> _WHAT IS REQUIRED_
Please copy out each entry, word for word.

BEGIN DATA

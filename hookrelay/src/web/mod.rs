//! HTTP surfaces.
//!
//! - [`api_router`]: management API and event ingestion for the delivery service
//! - [`receiver_router`]: inbound endpoint that verifies signed deliveries

pub mod handlers;
pub mod inbound;

use axum::{
    routing::{get, post},
    Router,
};
use tower_http::trace::TraceLayer;

pub use handlers::{
    AppState, DispatchResponse, EventRequest, HealthResponse, WebhookRequest, WebhookView,
};
pub use inbound::{InboundResponse, InboundState};

/// Router for the delivery service.
pub fn api_router(state: AppState) -> Router {
    Router::new()
        .route("/health", get(handlers::health))
        .route(
            "/webhooks",
            post(handlers::create_webhook).get(handlers::list_webhooks),
        )
        .route(
            "/webhooks/:id",
            get(handlers::get_webhook)
                .put(handlers::update_webhook)
                .delete(handlers::delete_webhook),
        )
        .route("/webhooks/:id/deliveries", get(handlers::webhook_deliveries))
        .route("/webhooks/:id/stats", get(handlers::webhook_stats))
        .route("/deliveries", get(handlers::list_deliveries))
        .route("/deliveries/:id", get(handlers::get_delivery))
        .route("/stats", get(handlers::stats))
        .route("/events", post(handlers::publish_event))
        .layer(TraceLayer::new_for_http())
        .with_state(state)
}

/// Router for the inbound receiver.
pub fn receiver_router(state: InboundState) -> Router {
    Router::new()
        .route("/health", get(handlers::health))
        .route("/webhooks/inbound", post(inbound::inbound_webhook))
        .layer(TraceLayer::new_for_http())
        .with_state(state)
}
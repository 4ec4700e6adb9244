//! Shared helpers for integration tests.

#![allow(dead_code)]

use std::sync::Arc;
use std::time::Duration;

use hookrelay::{Config, Delivery, WebhookService};

/// Config tuned for tests: small pool, short grace.
pub fn test_config() -> Config {
    Config {
        worker_concurrency: 8,
        shutdown_grace: Duration::from_secs(2),
        ..Config::default()
    }
}

pub fn test_service() -> Arc<WebhookService> {
    Arc::new(WebhookService::new(&test_config()).expect("service"))
}

/// Poll a delivery until `done` holds, failing the test after five seconds.
pub async fn wait_for<F>(service: &WebhookService, id: &str, done: F) -> Delivery
where
    F: Fn(&Delivery) -> bool,
{
    let deadline = tokio::time::Instant::now() + Duration::from_secs(5);
    loop {
        let delivery = service.get_delivery(id).await.expect("delivery exists");
        if done(&delivery) {
            return delivery;
        }
        if tokio::time::Instant::now() >= deadline {
            panic!("delivery {} never reached expected state: {:?}", id, delivery);
        }
        tokio::time::sleep(Duration::from_millis(20)).await;
    }
}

END DATA

> _ANSWER TO THE EXERCISE_
filename hookrelay/src/web/mod.rs
//! HTTP surfaces.
//!
//! - [`api_router`]: management API and event ingestion for the delivery service
//! - [`receiver_router`]: inbound endpoint that verifies signed deliveries

pub mod handlers;
pub mod inbound;

use axum::{
    routing::{get, post},
    Router,
};
use tower_http::trace::TraceLayer;

pub use handlers::{
    AppState, DispatchResponse, EventRequest, HealthResponse, WebhookRequest, WebhookView,
};
pub use inbound::{InboundResponse, InboundState};

/// Router for the delivery service.
pub fn api_router(state: AppState) -> Router {
    Router::new()
        .route("/health", get(handlers::health))
        .route(
            "/webhooks",
            post(handlers::create_webhook).get(handlers::list_webhooks),
        )
        .route(
            "/webhooks/:id",
            get(handlers::get_webhook)
                .put(handlers::update_webhook)
                .delete(handlers::delete_webhook),
        )
        .route("/webhooks/:id/deliveries", get(handlers::webhook_deliveries))
        .route("/webhooks/:id/stats", get(handlers::webhook_stats))
        .route("/deliveries", get(handlers::list_deliveries))
        .route("/deliveries/:id", get(handlers::get_delivery))
        .route("/stats", get(handlers::stats))
        .route("/events", post(handlers::publish_event))
        .layer(TraceLayer::new_for_http())
        .with_state(state)
}

/// Router for the inbound receiver.
pub fn receiver_router(state: InboundState) -> Router {
    Router::new()
        .route("/health", get(handlers::health))
        .route("/webhooks/inbound", post(inbound::inbound_webhook))
        .layer(TraceLayer::new_for_http())
        .with_state(state)
}
repository 4ec4700e6adb9244
//! Shared helpers for integration tests.

#![allow(dead_code)]

use std::sync::Arc;
use std::time::Duration;

use hookrelay::{Config, Delivery, WebhookService};

/// Config tuned for tests: small pool, short grace.
pub fn test_config() -> Config {
    Config {
        worker_concurrency: 8,
        shutdown_grace: Duration::from_secs(2),
        ..Config::default()
    }
}

pub fn test_service() -> Arc<WebhookService> {
    Arc::new(WebhookService::new(&test_config()).expect("service"))
}

/// Poll a delivery until `done` holds, failing the test after five seconds.
pub async fn wait_for<F>(service: &WebhookService, id: &str, done: F) -> Delivery
where
    F: Fn(&Delivery) -> bool,
{
    let deadline = tokio::time::Instant::now() + Duration::from_secs(5);
    loop {
        let delivery = service.get_delivery(id).await.expect("delivery exists");
        if done(&delivery) {
            return delivery;
        }
        if tokio::time::Instant::now() >= deadline {
            panic!("delivery {} never reached expected state: {:?}", id, delivery);
        }
        tokio::time::sleep(Duration::from_millis(20)).await;
    }
}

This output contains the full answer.